Il était le seul intellectuel que je connaisse capable de prendre de la distance avec la tradition socialiste sans pour autant céder aux sirènes de la droite.
Bruno, pendant ce temps, était en train de rédiger l’ouvrage Où suis-je ? [4]. Dans ce livre il parle de la « résolution » de Dusan Kazic concernant le fait de savoir comment se déséconomiser. Son ouvrage m’aide à comprendre que ma « résolution » ne va pas jusqu’au bout, et que je vais provoquer un contresens. En disant que rien n’est économique dans ce monde, les intellectuels attachés à la tradition socialiste diront probablement que maintenant « tout est social » et me voilà piégé à nouveau épistémologiquement et politiquement par le socialisme. Donc un nouveau slogan s’impose, qui consiste à dire que « rien n’est social » non plus dans ce monde et qu’aucune activité par essence n’est « sociale ». Je savais que cet argument allait être très moyennement apprécié par toute la gauche et les sociologues qui ne jurent que par le social. Mais tant pis, ce n’est pas la gauche socialiste ni les sociologues du social qui m’importent mais le monde.
Et c’est là que je me suis rendu compte à quel point Bruno était « socialiste », à sa manière. Il a bataillé pendant toute sa carrière avec les sociologues du social, en voulant refonder la sociologie non pas comme une « science du social » mais comme un « suivi des associations ». Bruno voulait garder la notion du social mais en la redéfinissant. En connaissant parfaitement les violentes controverses qu’il a eues avec des sociologues du social, j’ai compris qu’il était bloqué épistémologiquement et politiquement par la question du social. Au lieu de vouloir redéfinir le social, il fallait rejeter le social au même titre que l’économique en disant que rien n’est économique pas plus que social dans ce monde. Je trouve que c’est une solution plus commode et plus simple que de vouloir redéfinir le social.
En effet les sociologues font de l’essentialisme social et les économistes font de l’essentialisme économique, ce qui a pour conséquence que les premiers penchent pour le socialisme, et les deuxièmes penchent pour le capitalisme. Pour commencer à concevoir un monde sans production ni économie, il fallait donc non seulement se « déséconomiser » mais se « désocialiser » aussi. C’est la raison pour laquelle je dis maintenant qu’il ne faut plus croire ce que disent les sociologues du social et les économistes sur ce monde, car on ne vit pas dans le monde tel qu’ils le décrivent depuis le XVIIIe siècle.
Cet argumentaire a en partie été publié par AOC au printemps 2022 sous le titre « Le blé, la production, la gauche et les sciences sociales ». J’explique longuement dans cet article comment la gauche socialiste et les sciences sociales se sont faites piéger épistémologiquement et politiquement par les économistes dès le XVIIIe siècle en reprenant leurs récits, et pourquoi, si la gauche et les sciences sociales veulent survivre, elles doivent inventer des savoirs radicalement nouveaux pour contrer les récits économiques, sinon elles mourront.

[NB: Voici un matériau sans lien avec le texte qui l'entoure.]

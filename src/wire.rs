use embedded_hal::digital::OutputPin;
use embedded_hal_async::spi::SpiBus;

use crate::{Ad9851, ControlByte, Error};

/// The 40-bit program word as shifted into the device: four tuning-word
/// bytes least-significant first, then the control byte.
#[derive(Debug, Clone, Copy)]
#[packbits::pack(bytes = 5)]
pub(crate) struct ProgramWord {
  pub tuning: u32,
  #[bits(8)]
  pub control: ControlByte,
}

impl ProgramWord {
  pub(crate) fn frame(self) -> [u8; 5] {
    match self.try_into() {
      Ok(bytes) => bytes,
      // 40 declared bits in five bytes; packing cannot fail
      Err(_) => unreachable!(),
    }
  }
}

impl<SPI, E, FQ, RST> Ad9851<SPI, FQ, RST>
where
  SPI: SpiBus<Error = E>,
  FQ: OutputPin,
  RST: OutputPin,
{
  /// Shift a raw tuning word into the device and latch it.
  ///
  /// Words computed ahead of time with [`Ad9851::tuning_word`] can be
  /// replayed here without touching the tuner state.
  pub async fn send_tuning_word(&mut self, word: u32) -> Result<(), Error<E>> {
    let frame = ProgramWord { tuning: word, control: self.config.control }.frame();
    self.spi.write(&frame).await.map_err(Error::Spi)?;
    // Drain the bus before latching; FQ_UD commits whatever has been shifted
    // in at that instant.
    self.spi.flush().await.map_err(Error::Spi)?;
    self.pulse_update()
  }

  /// Rising then falling edge on FQ_UD, moving the 40-bit shift register
  /// into the DDS core.
  pub(crate) fn pulse_update(&mut self) -> Result<(), Error<E>> {
    self.fq_ud.set_high().map_err(|_| Error::Pin)?;
    self.fq_ud.set_low().map_err(|_| Error::Pin)
  }

  /// Rising then falling edge on RESET. The datasheet minimum high time is
  /// five reference cycles.
  pub(crate) fn pulse_reset(&mut self) -> Result<(), Error<E>> {
    self.reset.set_high().map_err(|_| Error::Pin)?;
    self.reset.set_low().map_err(|_| Error::Pin)
  }
}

En ce moment, nous sommes en train d’assister à la disparition de la gauche socialiste et des sciences sociales. L’élection de Donald Trump le confirme à nouveau. Mais ce n’est pas une fatalité, c’est une immense opportunité pour les sciences sociales et la gauche de se mettre au travail et avec de la joie ! Ne pleurnichons pas la disparition de la gauche socialiste mais célébrons la ! Avec la gauche socialiste il n’y a rien à faire, elle nous emmène comme la droite et l’extrême droite dans une impasse. Si la gauche socialiste et les sciences sociales se libèrent de leur maladie infantile qui est le social, le socialisme, l’écosocialisme ou le communisme, elles retrouveront toute leur puissance et de la vitalité pour faire de la politique, sinon elles vont continuer de faire du moralisme en dénonçant les injustices, les inégalités, l’exploitation, la domination, etc.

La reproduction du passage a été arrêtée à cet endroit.